■ Exercise instructions
The answer should consist of every line of the material, repeated verbatim.

■ Exercise input
|---|

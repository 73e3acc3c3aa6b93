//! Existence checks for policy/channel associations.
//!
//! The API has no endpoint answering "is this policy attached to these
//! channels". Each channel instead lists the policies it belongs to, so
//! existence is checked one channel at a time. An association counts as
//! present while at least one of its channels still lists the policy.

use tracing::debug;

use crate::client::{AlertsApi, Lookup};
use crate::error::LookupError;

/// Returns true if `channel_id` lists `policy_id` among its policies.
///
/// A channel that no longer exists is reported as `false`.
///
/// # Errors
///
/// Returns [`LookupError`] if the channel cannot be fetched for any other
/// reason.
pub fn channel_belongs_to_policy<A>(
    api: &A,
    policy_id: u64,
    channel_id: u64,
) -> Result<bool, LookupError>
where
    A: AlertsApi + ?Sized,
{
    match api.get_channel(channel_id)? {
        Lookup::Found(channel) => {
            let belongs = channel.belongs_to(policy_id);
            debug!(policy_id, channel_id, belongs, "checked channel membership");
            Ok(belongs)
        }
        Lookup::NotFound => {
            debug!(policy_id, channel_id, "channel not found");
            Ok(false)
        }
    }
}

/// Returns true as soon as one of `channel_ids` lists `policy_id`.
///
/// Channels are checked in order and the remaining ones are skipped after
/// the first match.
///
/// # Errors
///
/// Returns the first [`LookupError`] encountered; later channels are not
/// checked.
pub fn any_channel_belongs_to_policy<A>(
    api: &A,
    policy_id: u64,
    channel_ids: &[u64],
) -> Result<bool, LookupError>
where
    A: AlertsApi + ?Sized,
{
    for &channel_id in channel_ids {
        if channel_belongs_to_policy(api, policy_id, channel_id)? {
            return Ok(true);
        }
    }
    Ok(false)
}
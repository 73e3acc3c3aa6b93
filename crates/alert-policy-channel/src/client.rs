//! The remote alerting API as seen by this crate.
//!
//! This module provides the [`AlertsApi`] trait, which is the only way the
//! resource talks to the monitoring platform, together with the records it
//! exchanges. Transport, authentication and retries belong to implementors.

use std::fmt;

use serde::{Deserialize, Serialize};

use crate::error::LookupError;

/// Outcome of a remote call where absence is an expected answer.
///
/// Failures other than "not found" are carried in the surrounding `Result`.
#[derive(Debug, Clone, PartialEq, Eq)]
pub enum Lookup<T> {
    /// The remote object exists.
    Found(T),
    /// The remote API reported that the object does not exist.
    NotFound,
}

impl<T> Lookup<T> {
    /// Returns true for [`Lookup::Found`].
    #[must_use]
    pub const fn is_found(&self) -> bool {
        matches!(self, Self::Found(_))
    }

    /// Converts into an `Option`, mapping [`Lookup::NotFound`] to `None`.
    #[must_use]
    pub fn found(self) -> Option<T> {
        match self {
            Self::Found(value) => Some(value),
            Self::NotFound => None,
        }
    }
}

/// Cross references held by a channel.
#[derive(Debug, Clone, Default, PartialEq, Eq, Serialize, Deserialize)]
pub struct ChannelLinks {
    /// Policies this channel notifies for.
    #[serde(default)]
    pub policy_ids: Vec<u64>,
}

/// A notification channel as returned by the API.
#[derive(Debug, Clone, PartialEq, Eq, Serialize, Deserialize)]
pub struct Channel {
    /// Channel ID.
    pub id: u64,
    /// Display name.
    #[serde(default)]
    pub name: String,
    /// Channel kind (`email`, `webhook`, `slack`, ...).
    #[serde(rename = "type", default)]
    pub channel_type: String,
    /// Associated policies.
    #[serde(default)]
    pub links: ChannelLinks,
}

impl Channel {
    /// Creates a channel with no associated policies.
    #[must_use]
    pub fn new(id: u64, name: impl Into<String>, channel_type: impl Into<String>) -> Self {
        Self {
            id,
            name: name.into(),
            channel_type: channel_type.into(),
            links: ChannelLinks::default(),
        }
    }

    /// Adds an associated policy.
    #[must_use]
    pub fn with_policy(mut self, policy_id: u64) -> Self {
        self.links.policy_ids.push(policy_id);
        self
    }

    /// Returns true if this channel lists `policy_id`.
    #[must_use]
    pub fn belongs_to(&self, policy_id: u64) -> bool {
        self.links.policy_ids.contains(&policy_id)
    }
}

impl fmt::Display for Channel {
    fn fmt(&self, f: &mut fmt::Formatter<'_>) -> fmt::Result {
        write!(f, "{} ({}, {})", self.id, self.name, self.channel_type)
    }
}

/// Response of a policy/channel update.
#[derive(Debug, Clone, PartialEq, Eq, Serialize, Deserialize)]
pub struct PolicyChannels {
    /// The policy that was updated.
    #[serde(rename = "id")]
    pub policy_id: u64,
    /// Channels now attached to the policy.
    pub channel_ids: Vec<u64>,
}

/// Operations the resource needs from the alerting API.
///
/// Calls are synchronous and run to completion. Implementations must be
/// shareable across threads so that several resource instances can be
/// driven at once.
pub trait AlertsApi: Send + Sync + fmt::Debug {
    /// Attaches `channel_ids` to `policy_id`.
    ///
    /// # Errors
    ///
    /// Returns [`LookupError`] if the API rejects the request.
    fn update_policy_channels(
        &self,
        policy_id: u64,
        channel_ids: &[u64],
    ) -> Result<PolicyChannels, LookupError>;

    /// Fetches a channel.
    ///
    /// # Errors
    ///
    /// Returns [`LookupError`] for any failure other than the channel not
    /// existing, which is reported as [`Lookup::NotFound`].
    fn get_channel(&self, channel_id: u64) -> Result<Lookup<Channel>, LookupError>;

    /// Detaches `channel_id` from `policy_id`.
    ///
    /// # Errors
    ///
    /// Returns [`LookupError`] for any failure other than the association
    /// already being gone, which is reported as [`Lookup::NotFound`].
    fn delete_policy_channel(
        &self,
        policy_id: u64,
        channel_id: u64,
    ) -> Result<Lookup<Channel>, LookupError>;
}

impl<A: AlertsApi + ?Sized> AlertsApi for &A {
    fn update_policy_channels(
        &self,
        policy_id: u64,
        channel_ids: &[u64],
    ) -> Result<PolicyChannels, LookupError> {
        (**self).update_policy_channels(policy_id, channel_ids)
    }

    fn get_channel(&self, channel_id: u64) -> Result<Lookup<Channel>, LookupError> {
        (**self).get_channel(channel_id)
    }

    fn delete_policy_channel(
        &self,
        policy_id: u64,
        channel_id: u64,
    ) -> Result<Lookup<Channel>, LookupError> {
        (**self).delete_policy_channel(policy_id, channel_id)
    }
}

|---|

■ Answer to this problem
repository 73e3acc3c3aa6b93
//! Existence checks for policy/channel associations.
//!
//! The API has no endpoint answering "is this policy attached to these
//! channels". Each channel instead lists the policies it belongs to, so
//! existence is checked one channel at a time. An association counts as
//! present while at least one of its channels still lists the policy.

use tracing::debug;

use crate::client::{AlertsApi, Lookup};
use crate::error::LookupError;

/// Returns true if `channel_id` lists `policy_id` among its policies.
///
/// A channel that no longer exists is reported as `false`.
///
/// # Errors
///
/// Returns [`LookupError`] if the channel cannot be fetched for any other
/// reason.
pub fn channel_belongs_to_policy<A>(
    api: &A,
    policy_id: u64,
    channel_id: u64,
) -> Result<bool, LookupError>
where
    A: AlertsApi + ?Sized,
{
    match api.get_channel(channel_id)? {
        Lookup::Found(channel) => {
            let belongs = channel.belongs_to(policy_id);
            debug!(policy_id, channel_id, belongs, "checked channel membership");
            Ok(belongs)
        }
        Lookup::NotFound => {
            debug!(policy_id, channel_id, "channel not found");
            Ok(false)
        }
    }
}

/// Returns true as soon as one of `channel_ids` lists `policy_id`.
///
/// Channels are checked in order and the remaining ones are skipped after
/// the first match.
///
/// # Errors
///
/// Returns the first [`LookupError`] encountered; later channels are not
/// checked.
pub fn any_channel_belongs_to_policy<A>(
    api: &A,
    policy_id: u64,
    channel_ids: &[u64],
) -> Result<bool, LookupError>
where
    A: AlertsApi + ?Sized,
{
    for &channel_id in channel_ids {
        if channel_belongs_to_policy(api, policy_id, channel_id)? {
            return Ok(true);
        }
    }
    Ok(false)
}
repository 73e3acc3c3aa6b93
filename crates/alert-policy-channel/src/client.rs
//! The remote alerting API as seen by this crate.
//!
//! This module provides the [`AlertsApi`] trait, which is the only way the
//! resource talks to the monitoring platform, together with the records it
//! exchanges. Transport, authentication and retries belong to implementors.

use std::fmt;

use serde::{Deserialize, Serialize};

use crate::error::LookupError;

/// Outcome of a remote call where absence is an expected answer.
///
/// Failures other than "not found" are carried in the surrounding `Result`.
#[derive(Debug, Clone, PartialEq, Eq)]
pub enum Lookup<T> {
    /// The remote object exists.
    Found(T),
    /// The remote API reported that the object does not exist.
    NotFound,
}

impl<T> Lookup<T> {
    /// Returns true for [`Lookup::Found`].
    #[must_use]
    pub const fn is_found(&self) -> bool {
        matches!(self, Self::Found(_))
    }

    /// Converts into an `Option`, mapping [`Lookup::NotFound`] to `None`.
    #[must_use]
    pub fn found(self) -> Option<T> {
        match self {
            Self::Found(value) => Some(value),
            Self::NotFound => None,
        }
    }
}

/// Cross references held by a channel.
#[derive(Debug, Clone, Default, PartialEq, Eq, Serialize, Deserialize)]
pub struct ChannelLinks {
    /// Policies this channel notifies for.
    #[serde(default)]
    pub policy_ids: Vec<u64>,
}

/// A notification channel as returned by the API.
#[derive(Debug, Clone, PartialEq, Eq, Serialize, Deserialize)]
pub struct Channel {
    /// Channel ID.
    pub id: u64,
    /// Display name.
    #[serde(default)]
    pub name: String,
    /// Channel kind (`email`, `webhook`, `slack`, ...).
    #[serde(rename = "type", default)]
    pub channel_type: String,
    /// Associated policies.
    #[serde(default)]
    pub links: ChannelLinks,
}

impl Channel {
    /// Creates a channel with no associated policies.
    #[must_use]
    pub fn new(id: u64, name: impl Into<String>, channel_type: impl Into<String>) -> Self {
        Self {
            id,
            name: name.into(),
            channel_type: channel_type.into(),
            links: ChannelLinks::default(),
        }
    }

    /// Adds an associated policy.
    #[must_use]
    pub fn with_policy(mut self, policy_id: u64) -> Self {
        self.links.policy_ids.push(policy_id);
        self
    }

    /// Returns true if this channel lists `policy_id`.
    #[must_use]
    pub fn belongs_to(&self, policy_id: u64) -> bool {
        self.links.policy_ids.contains(&policy_id)
    }
}

impl fmt::Display for Channel {
    fn fmt(&self, f: &mut fmt::Formatter<'_>) -> fmt::Result {
        write!(f, "{} ({}, {})", self.id, self.name, self.channel_type)
    }
}

/// Response of a policy/channel update.
#[derive(Debug, Clone, PartialEq, Eq, Serialize, Deserialize)]
pub struct PolicyChannels {
    /// The policy that was updated.
    #[serde(rename = "id")]
    pub policy_id: u64,
    /// Channels now attached to the policy.
    pub channel_ids: Vec<u64>,
}

/// Operations the resource needs from the alerting API.
///
/// Calls are synchronous and run to completion. Implementations must be
/// shareable across threads so that several resource instances can be
/// driven at once.
pub trait AlertsApi: Send + Sync + fmt::Debug {
    /// Attaches `channel_ids` to `policy_id`.
    ///
    /// # Errors
    ///
    /// Returns [`LookupError`] if the API rejects the request.
    fn update_policy_channels(
        &self,
        policy_id: u64,
        channel_ids: &[u64],
    ) -> Result<PolicyChannels, LookupError>;

    /// Fetches a channel.
    ///
    /// # Errors
    ///
    /// Returns [`LookupError`] for any failure other than the channel not
    /// existing, which is reported as [`Lookup::NotFound`].
    fn get_channel(&self, channel_id: u64) -> Result<Lookup<Channel>, LookupError>;

    /// Detaches `channel_id` from `policy_id`.
    ///
    /// # Errors
    ///
    /// Returns [`LookupError`] for any failure other than the association
    /// already being gone, which is reported as [`Lookup::NotFound`].
    fn delete_policy_channel(
        &self,
        policy_id: u64,
        channel_id: u64,
    ) -> Result<Lookup<Channel>, LookupError>;
}

impl<A: AlertsApi + ?Sized> AlertsApi for &A {
    fn update_policy_channels(
        &self,
        policy_id: u64,
        channel_ids: &[u64],
    ) -> Result<PolicyChannels, LookupError> {
        (**self).update_policy_channels(policy_id, channel_ids)
    }

    fn get_channel(&self, channel_id: u64) -> Result<Lookup<Channel>, LookupError> {
        (**self).get_channel(channel_id)
    }

    fn delete_policy_channel(
        &self,
        policy_id: u64,
        channel_id: u64,
    ) -> Result<Lookup<Channel>, LookupError> {
        (**self).delete_policy_channel(policy_id, channel_id)
    }
}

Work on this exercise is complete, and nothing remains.